No hay cosa más agotadora que una conversación de sordos. Nadie escucha a nadie y la dinámica es más o menos esta: uno habla y pontifica sobre algo, el otro hace como que escucha, pero lo que en realidad hace es esperar su turno para rebatir todo lo que dijo el que hablaba. Los roles se alternan y se repiten intercaladamente hasta que alguno de los dos se aburre o hasta que es hora de comerciales. Cuando se termina la conversación la sensación es la misma que la de aquel que se pasó la mañana entera barriendo las hojas de la calle sólo para descubrir más tarde, con horror y con espanto, que la bolsa que usaba como basurero estaba rota… y que más encima, el Otoño estaba recién comenzando.
Hablar sin que te escuchen es quizá uno de los ejercicios más extenuantes que existen, no sólo porque tus argumentos no son capaces de convencer a tu oponente, sino porque lisa y llanamente tu oponente no te valida como interlocutor válido y todo lo que le entra por un oído, le sale por el otro. Y digamos que, en general, esta es una dinámica de ida y vuelta. El que habla sin que lo escuchen es habitualmente el mismo que no escucha cuando le hablan. Son las dos caras de una misma moneda. Una moneda terca y torpe que al final del día no sirve para nada más que para guardársela en el bolsillo porque con ella uno no gana nada, más bien pierde la oportunidad de enriquecerse con una visión diferente de la propia.
No hay peor sordo que el que no quiere oír ni peor discusión que aquella en la que ninguna de las dos partes quieran ceder. Basta ver esos acalorados debates en televisión, con políticos y/o analistas… nadie escucha a nadie. Nadie le da el punto al otro y, básicamente, pareciera que se trata de sentarse a repetir como loro un mantra incansable e incombustible que tanto unos como otros parecieran haberse aprendido de memoria. ¿Para qué sirven esas discusiones entonces? ¿Cuál es el objetivo de tenerlas? ¿No es acaso el propósito de discutir tratar de encontrar puntos en común para solucionar un problema o llegar a algún acuerdo?
Y lo que sucede en la tele, sucede también en la vida. Las discusiones dejan de ser herramientas a través de las cuales se pueden lograr acuerdos y se convierten más bien en instancias utilizadas para imponer los propios puntos de vista, entendiendo erróneamente que más que defender una tesis estaríamos defendiendo también nuestra valía como persona. Entonces, los diálogos entran en callejones sin salida de los que es imposible salir.

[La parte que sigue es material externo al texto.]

//! Conformance tests for cuiscope.
//!
//! These tests validate:
//! 1. Every control in the built-in catalog has an explanation
//! 2. Reports written by the binary validate against the generated schema
//! 3. Reports are deterministic once run metadata is normalized

use assert_cmd::Command;
use cuiscope_app::{AnswerFile, AssessmentReport};
use cuiscope_test_util::{VERSION_PLACEHOLDER, normalize_report_text};
use cuiscope_types::{explain, ids};
use serde_json::Value;
use std::path::{Path, PathBuf};
use tempfile::TempDir;

fn fixtures_dir() -> PathBuf {
    PathBuf::from(env!("CARGO_MANIFEST_DIR"))
        .parent()
        .expect("cuiscope-cli should have parent")
        .parent()
        .expect("crates should have parent")
        .join("tests")
        .join("fixtures")
}

#[allow(deprecated)]
fn write_report(dir: &Path, answers: &str, out: &str) -> String {
    Command::cargo_bin("cuiscope")
        .unwrap()
        .current_dir(dir)
        .args(["assess", "--answers"])
        .arg(fixtures_dir().join("answers").join(answers))
        .args(["--report-out", out])
        .assert()
        .success();
    std::fs::read_to_string(dir.join(out)).expect("read report")
}

fn validator_for<T: schemars::JsonSchema>() -> jsonschema::Validator {
    let schema = serde_json::to_value(schemars::schema_for!(T)).expect("schema json");
    jsonschema::validator_for(&schema).expect("schema compiles")
}

// =============================================================================
// Explanation Coverage Tests
// =============================================================================

#[test]
fn all_builtin_controls_have_explanations() {
    let catalog = cuiscope_settings::builtin_catalog().expect("built-in catalog");
    assert_eq!(catalog.id(), ids::BUILTIN_CATALOG_ID);

    for control in catalog.controls().controls() {
        let exp = explain::lookup_explanation(&control.id)
            .unwrap_or_else(|| panic!("control '{}' has no explanation", control.id));
        assert_eq!(exp.control_id, control.id);
        assert!(!exp.description.is_empty(), "{} has empty description", control.id);
        assert!(!exp.remediation.is_empty(), "{} has empty remediation", control.id);
        assert!(!exp.evidence.is_empty(), "{} lists no evidence", control.id);
    }
}

#[test]
fn registry_has_no_controls_missing_from_the_builtin_catalog() {
    let catalog = cuiscope_settings::builtin_catalog().expect("built-in catalog");
    for id in explain::all_control_ids() {
        assert!(
            catalog.controls().control(id).is_some(),
            "control '{id}' is explained but not in the built-in catalog"
        );
    }
}

// =============================================================================
// Schema Conformance
// =============================================================================

#[test]
fn written_reports_validate_against_report_schema() {
    let tmp = TempDir::new().unwrap();
    let validator = validator_for::<AssessmentReport>();

    for answers in ["all-no.json", "cui-gaps.json"] {
        let text = write_report(tmp.path(), answers, "report.json");
        let value: Value = serde_json::from_str(&text).expect("report json");
        let errors: Vec<String> = validator.iter_errors(&value).map(|e| e.to_string()).collect();
        assert!(errors.is_empty(), "{answers}: {errors:#?}");
    }
}

#[test]
fn answer_fixtures_validate_against_answers_schema() {
    let validator = validator_for::<AnswerFile>();
    let dir = fixtures_dir().join("answers");

    let mut checked = 0;
    for entry in std::fs::read_dir(&dir).expect("read answers fixtures") {
        let path = entry.expect("entry").path();
        if path.extension().is_none_or(|ext| ext != "json") {
            continue;
        }
        let text = std::fs::read_to_string(&path).expect("read fixture");
        let value: Value = serde_json::from_str(&text).expect("fixture json");
        assert!(validator.is_valid(&value), "{} is invalid", path.display());
        checked += 1;
    }
    assert!(checked >= 4, "expected answer fixtures in {}", dir.display());
}

// =============================================================================
// Determinism
// =============================================================================

#[test]
fn reports_are_identical_after_normalization() {
    let tmp = TempDir::new().unwrap();
    let first = write_report(tmp.path(), "cui-gaps.json", "first.json");
    let second = write_report(tmp.path(), "cui-gaps.json", "second.json");

    let first = normalize_report_text(&first).expect("first json");
    let second = normalize_report_text(&second).expect("second json");
    assert_eq!(first["tool"]["version"], VERSION_PLACEHOLDER);
    assert_eq!(first, second);
}
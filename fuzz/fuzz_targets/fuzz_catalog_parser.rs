//! Fuzz target for catalog parsing and validation.
//!
//! Goal: Loading a catalog should **never panic** on any input.
//! Malformed TOML and inconsistent catalogs must come back as errors.
//!
//! Run with:
//! ```bash
//! cargo +nightly fuzz run fuzz_catalog_parser
//! ```

#![no_main]

use libfuzzer_sys::fuzz_target;

fuzz_target!(|data: &[u8]| {
    // Catalogs are TOML, so only UTF-8 is interesting
    if let Ok(text) = std::str::from_utf8(data) {
        let _ = cuiscope_settings::load_catalog_str(text);
    }
});
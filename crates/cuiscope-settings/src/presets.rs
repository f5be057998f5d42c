use cuiscope_domain::model::BoundaryThresholds;

pub const DEFAULT_PROFILE: &str = "catalog";

/// Boundary profiles are opinionated threshold presets.
///
/// `catalog` keeps whatever the active catalog declares (`None`).
/// `conservative` classifies a boundary as larger sooner; `lenient` later.
pub fn preset(profile: &str) -> anyhow::Result<Option<BoundaryThresholds>> {
    match profile {
        "catalog" => Ok(None),
        "conservative" => Ok(Some(conservative_profile())),
        "lenient" => Ok(Some(lenient_profile())),
        other => {
            anyhow::bail!("unknown profile: {other} (expected catalog|conservative|lenient)")
        }
    }
}

fn conservative_profile() -> BoundaryThresholds {
    BoundaryThresholds {
        moderate_min_items: 1,
        extensive_min_categories: 2,
    }
}

fn lenient_profile() -> BoundaryThresholds {
    BoundaryThresholds {
        moderate_min_items: 3,
        extensive_min_categories: 4,
    }
}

Cuando lo único que importa en una discusión es dejar callado al adversario o, peor aún, no dejarlo hablar, estamos sin duda frente a una conversación de sordos. No hay que tenerle miedo a no pensar cómo el otro, pero tampoco hay que perder de vista que el otro piensa como piensa por las mismas razones por las que yo pienso como pienso: sus experiencias, su historia personal, su contexto y la única y particular perspectiva que le da el hecho de estar parado sobre sus propios zapatos y no sobre los de nadie más.